My wife will be there. Bring the women! They can have their own Cruze Owners' wives' meet!

Sent from my Bulletproof_Doubleshot using AutoGuide.Com Free App


----------



## tecollins1 (Nov 6, 2011)

Ok guys we are a couple hours away from the meet. Let's get the final details in so we know what time to meet and where.

Are we still going to meet before and eat somewhere? 
I'm down for some pre dinner.

If we are, we need to pick a restaurant (or drive in) and a time.


Sent from iPhone 4


----------



## WMPthree (Apr 27, 2012)

I'm not going to be able to meet before hand as an unexpected obligation must torture me until five. Should be to the strip around six thirtyish. 


Sent from my iPhone using AG Free


----------



## OnlyTaurus (Mar 20, 2012)

T, I got stuck with a little situation myself, so I'm back in town and probably won't leave til around 4:30-5. Andrei is still around the area if you want to get ahold of him. You guys get the first peek at the EPIC-ness! We're still going. I'll message you my number, WMPthree I'll give you mine too, let us know where you're at later on.

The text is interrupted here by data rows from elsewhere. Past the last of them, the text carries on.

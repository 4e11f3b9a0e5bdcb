//! Single story documentation command.

use anyhow::{Context, Result};
use storydoc_csf::StoryIndex;
use storydoc_static::{document_story, DocumentOptions};

use crate::config::ConfigFile;

/// Run the docs command.
pub fn run(config: &ConfigFile, story_id: &str) -> Result<()> {
    let index_path = config.index_path();
    let index = StoryIndex::load(&index_path)
        .with_context(|| format!("Failed to load story index {}", index_path.display()))?;

    let options = DocumentOptions {
        framework: config.framework()?,
        aliases: config.resolve.aliases.clone(),
    };

    let doc = document_story(&config.project_root(), &index, story_id, &options)?;
    println!("{}", serde_json::to_string_pretty(&doc)?);

    Ok(())
}
//! Static JSON build command.

use std::path::PathBuf;

use anyhow::Result;
use storydoc_static::{BuildConfig, StaticBuilder};

use crate::config::ConfigFile;

/// Run the build command.
pub async fn run(
    file_config: &ConfigFile,
    output: Option<PathBuf>,
    threads: Option<usize>,
) -> Result<()> {
    tracing::info!("Building story documentation...");

    let config = BuildConfig {
        project_root: file_config.project_root(),
        index_path: PathBuf::from(&file_config.project.index),
        output_dir: output.unwrap_or_else(|| PathBuf::from(&file_config.build.output)),
        framework: file_config.framework()?,
        aliases: file_config.resolve.aliases.clone(),
        threads: threads.or(file_config.build.threads),
    };

    let result = StaticBuilder::new(config).build().await?;

    if result.skipped > 0 {
        tracing::warn!("{} stories skipped", result.skipped);
    }
    tracing::info!(
        "Documented {} of {} stories in {}ms",
        result.documented,
        result.stories,
        result.duration_ms
    );

    tracing::info!("Output: {}", result.output_dir.display());

    Ok(())
}
//! Configuration file (storydoc.toml).

use std::fs;
use std::path::{Path, PathBuf};

use anyhow::{bail, Context, Result};
use serde::Deserialize;
use storydoc_adapters::{Framework, ImportAliases};

/// Configuration file structure.
#[derive(Debug, Deserialize, Default)]
pub struct ConfigFile {
    #[serde(default)]
    pub project: ProjectConfig,
    #[serde(default)]
    pub build: BuildSettings,
    #[serde(default)]
    pub resolve: ResolveConfig,
}

#[derive(Debug, Deserialize)]
pub struct ProjectConfig {
    #[serde(default = "default_root")]
    pub root: String,
    /// Static story index, relative to the root
    #[serde(default = "default_index")]
    pub index: String,
    /// Pin the framework and skip detection
    pub framework: Option<String>,
}

impl Default for ProjectConfig {
    fn default() -> Self {
        Self {
            root: default_root(),
            index: default_index(),
            framework: None,
        }
    }
}

#[derive(Debug, Deserialize)]
pub struct BuildSettings {
    #[serde(default = "default_output")]
    pub output: String,
    pub threads: Option<usize>,
}

impl Default for BuildSettings {
    fn default() -> Self {
        Self {
            output: default_output(),
            threads: None,
        }
    }
}

#[derive(Debug, Deserialize, Default)]
pub struct ResolveConfig {
    #[serde(default)]
    pub aliases: ImportAliases,
}

fn default_root() -> String {
    ".".to_string()
}
fn default_index() -> String {
    "storybook-static/index.json".to_string()
}
fn default_output() -> String {
    "storydoc-api".to_string()
}

impl ConfigFile {
    pub fn project_root(&self) -> PathBuf {
        PathBuf::from(&self.project.root)
    }

    pub fn index_path(&self) -> PathBuf {
        self.project_root().join(&self.project.index)
    }

    /// The framework pinned in configuration, if any.
    pub fn framework(&self) -> Result<Option<Framework>> {
        match self.project.framework.as_deref() {
            None => Ok(None),
            Some(name) => match Framework::from_name(name) {
                Some(framework) => Ok(Some(framework)),
                None => bail!("Unknown framework in config: {}", name),
            },
        }
    }
}

/// Load configuration from `path` if it exists.
/// Returns an error if the config file exists but is malformed.
pub fn load_config(path: &Path) -> Result<ConfigFile> {
    if !path.exists() {
        return Ok(ConfigFile::default());
    }

    let content = fs::read_to_string(path)
        .with_context(|| format!("Failed to read {}", path.display()))?;
    let config: ConfigFile = toml::from_str(&content)
        .with_context(|| format!("Failed to parse {}", path.display()))?;
    tracing::info!("Loaded config from {}", path.display());

    Ok(config)
}
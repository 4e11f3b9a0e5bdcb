//! Framework adapters for component documentation.
//!
//! This crate decides which UI framework a project uses, finds the component
//! file a story imports, extracts a [`ComponentDoc`] from it with one
//! extractor per framework, and renders usage snippets for story args.

pub mod angular;
pub mod doc;
pub mod framework;
pub mod react;
pub mod resolve;
pub mod traits;
pub mod usage;
pub mod vue;
pub mod web_components;

use std::fs;
use std::path::Path;

pub use angular::AngularExtractor;
pub use doc::{ComponentDoc, PropertyDoc};
pub use framework::{detect, detect_cached, Framework};
pub use react::ReactExtractor;
pub use resolve::{resolve_component_path, resolve_with_aliases, ImportAliases};
pub use traits::ComponentExtractor;
pub use usage::{generate_usage_example, to_js_literal};
pub use vue::VueExtractor;
pub use web_components::WebComponentExtractor;

/// Extract documentation from a component file using the framework's extractor.
///
/// Returns `None` when the framework is unknown, the file cannot be read, or
/// nothing recognizable was found in it.
pub fn extract_component_docs(path: &Path, framework: Framework) -> Option<ComponentDoc> {
    let extractor = framework.extractor()?;
    let source = fs::read_to_string(path).ok()?;

    extractor
        .extract(&source, path)
        .filter(|doc| !doc.is_empty())
}
//! Documentation of a single story.

use std::path::{Path, PathBuf};

use indexmap::IndexMap;
use serde::Serialize;
use serde_json::Value;

use storydoc_adapters::{
    detect_cached, extract_component_docs, generate_usage_example, resolve_with_aliases,
    ComponentDoc, ComponentExtractor, Framework, ImportAliases, PropertyDoc,
};
use storydoc_csf::{extract_story_examples, StoryFileDoc, StoryIndex, StoryIndexEntry};

/// Options for documenting stories.
#[derive(Debug, Clone, Default)]
pub struct DocumentOptions {
    /// Use this framework instead of detecting it
    pub framework: Option<Framework>,

    /// Import aliases for component specifiers that are not relative
    pub aliases: ImportAliases,
}

/// The component and args one story renders.
#[derive(Debug, Clone, Default, PartialEq, Serialize)]
#[serde(rename_all = "camelCase")]
pub struct ParsedStory {
    /// Component identifier bound by the meta (e.g., "ButtonComponent")
    pub component: Option<String>,

    /// Meta args overridden by the story's own args
    pub args: IndexMap<String, Value>,

    pub arg_types: IndexMap<String, Value>,
}

/// Everything known about one story.
#[derive(Debug, Clone, PartialEq, Serialize)]
#[serde(rename_all = "camelCase")]
pub struct StoryDocumentation {
    pub id: String,
    pub title: String,
    pub name: String,
    pub import_path: String,
    pub framework: Framework,

    /// Component file, relative to the project root
    pub component_path: Option<String>,

    pub selector: Option<String>,
    pub template: Option<String>,
    pub component_code: Option<String>,
    pub properties: Vec<PropertyDoc>,
    pub component_description: Option<String>,

    /// Raw import statements of the story file
    pub imports: Vec<String>,

    /// Raw meta declaration of the story file
    pub meta_code: Option<String>,

    pub story_examples: Option<StoryFileDoc>,

    /// Usage snippet per story export
    pub usage_examples: IndexMap<String, String>,
}

/// Errors that can occur while documenting a story.
#[derive(Debug, thiserror::Error)]
pub enum PipelineError {
    #[error("Project root is not a directory: {0}")]
    InvalidProjectRoot(String),

    #[error("Story not found in index: {0}")]
    StoryNotFound(String),

    #[error("Story file not found: {0}")]
    StoryFileNotFound(String),
}

/// Path of the story file an entry points to.
fn story_path(project_root: &Path, entry: &StoryIndexEntry) -> PathBuf {
    let relative = entry.import_path.trim_start_matches("./");
    project_root.join(relative)
}

fn existing_story_file(
    project_root: &Path,
    entry: &StoryIndexEntry,
) -> Result<PathBuf, PipelineError> {
    let path = story_path(project_root, entry);
    if path.is_file() {
        Ok(path)
    } else {
        Err(PipelineError::StoryFileNotFound(path.display().to_string()))
    }
}

/// Read the component identifier and effective args of one story.
///
/// A story file that exists but holds nothing recognizable yields an empty
/// [`ParsedStory`].
pub fn parse_story_file(
    project_root: &Path,
    entry: &StoryIndexEntry,
) -> Result<ParsedStory, PipelineError> {
    let path = existing_story_file(project_root, entry)?;
    let Some(story_doc) = extract_story_examples(&path) else {
        return Ok(ParsedStory::default());
    };

    let args = match story_doc.find_variant(entry) {
        Some(variant) => story_doc.merged_args(variant),
        None => story_doc.defaults.args.clone(),
    };

    Ok(ParsedStory {
        component: story_doc.defaults.component.clone(),
        args,
        arg_types: story_doc.defaults.arg_types.clone(),
    })
}

/// Document one story: its file's examples, its component and usage snippets.
pub fn document_story(
    project_root: &Path,
    index: &StoryIndex,
    story_id: &str,
    options: &DocumentOptions,
) -> Result<StoryDocumentation, PipelineError> {
    if !project_root.is_dir() {
        return Err(PipelineError::InvalidProjectRoot(
            project_root.display().to_string(),
        ));
    }
    let entry = index
        .get(story_id)
        .ok_or_else(|| PipelineError::StoryNotFound(story_id.to_string()))?;

    let framework = options
        .framework
        .unwrap_or_else(|| detect_cached(project_root));
    let path = existing_story_file(project_root, entry)?;

    let mut story_doc = extract_story_examples(&path);
    if story_doc.is_none() {
        tracing::debug!("No stories recognized in {}", path.display());
    }

    let component_path = story_doc
        .as_ref()
        .and_then(StoryFileDoc::component_import)
        .and_then(|specifier| {
            let resolved = resolve_with_aliases(project_root, &path, specifier, &options.aliases);
            if resolved.is_none() {
                tracing::debug!("Could not resolve component import '{}'", specifier);
            }
            resolved
        });

    let component_doc = component_path.as_deref().and_then(|p| {
        let doc = extract_component_docs(p, framework);
        if doc.is_none() {
            let expected = framework.extractor().map(|e| e.extensions()).unwrap_or_default();
            let ext = p.extension().and_then(|e| e.to_str()).unwrap_or_default();
            if expected.iter().any(|e| *e == ext) {
                tracing::debug!("No {} component found in {}", framework, p.display());
            } else {
                tracing::debug!("{} is not a {} component file", p.display(), framework);
            }
        }
        doc
    });

    let mut usage_examples = IndexMap::new();
    if let (Some(story_doc), Some(component_doc)) = (story_doc.as_mut(), component_doc.as_ref()) {
        usage_examples = attach_usage_examples(story_doc, component_doc, framework);
    }

    let component_doc = component_doc.unwrap_or_default();

    Ok(StoryDocumentation {
        id: entry.id.clone(),
        title: entry.title.clone(),
        name: entry.name.clone(),
        import_path: entry.import_path.clone(),
        framework,
        component_path: component_path.map(|p| display_relative(project_root, &p)),
        selector: component_doc.selector,
        template: component_doc.template,
        component_code: component_doc.component_code,
        properties: component_doc.properties,
        component_description: component_doc.description,
        imports: story_doc
            .as_ref()
            .map(|d| d.imports.clone())
            .unwrap_or_default(),
        meta_code: story_doc.as_ref().and_then(|d| d.meta.clone()),
        story_examples: story_doc,
        usage_examples,
    })
}

/// Generate a snippet for every variant, storing it on the variant as well.
fn attach_usage_examples(
    story_doc: &mut StoryFileDoc,
    component_doc: &ComponentDoc,
    framework: Framework,
) -> IndexMap<String, String> {
    let Some(identity) = component_doc
        .identity()
        .map(str::to_string)
        .or_else(|| story_doc.defaults.component.clone())
    else {
        return IndexMap::new();
    };

    let snippets: Vec<(String, String)> = story_doc
        .stories
        .values()
        .map(|variant| {
            let args = story_doc.merged_args(variant);
            let usage =
                generate_usage_example(&identity, &args, &variant.display_name(), framework);
            (variant.name.clone(), usage)
        })
        .collect();

    for (name, usage) in &snippets {
        if let Some(variant) = story_doc.stories.get_mut(name) {
            variant.usage_example = Some(usage.clone());
        }
    }

    snippets.into_iter().collect()
}

/// Project-relative path with `/` separators, for stable output.
fn display_relative(project_root: &Path, path: &Path) -> String {
    let relative = path.strip_prefix(project_root).unwrap_or(path);
    relative
        .components()
        .map(|c| c.as_os_str().to_string_lossy())
        .collect::<Vec<_>>()
        .join("/")
}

If anyone else wants to come, let us know! Erik? We're still doing this tonight!


----------



## Patman (May 7, 2011)

Sorry I couldn't make it. For one I felt like crap for a better part of the day. Then the discention from my wife about coming and not getting back until very late/tomorrow morning. I didn't know you guys were bringing your "better halves" (wives/girl friends) but mine works until late on friday anyway so she could not have come besides she had to stay home with our son. Hope there will be another one sometime soon or not. Hope there are some pix.


----------



## ErikBEggs (Aug 20, 2011)

Sorry guys... couldn't make this for reasons I already said. Just couldn't push myself to make the trip after work in this rental car. I was more concerned with driving back late though... I have family plans I have to tend to tomorrow


----------



## jtusmc87 (Aug 24, 2012)

i baught my cruze 3 weeks ago and im tunning it this is my first 4 cyl i have a 2002 z 28 with 566 hp to the rear that i built my self but this new tech has got me scratching my head as to what i can do to it besides cold air sri, biger turbo , weight reduction does anyone have any advice?


----------



## Patman (May 7, 2011)

jtusmc87 said:


> i baught my cruze 3 weeks ago and im tunning it this is my first 4 cyl i have a 2002 z 28 with 566 hp to the rear that i built my self but this new tech has got me scratching my head as to what i can do to it besides cold air sri, biger turbo , weight reduction does anyone have any advice?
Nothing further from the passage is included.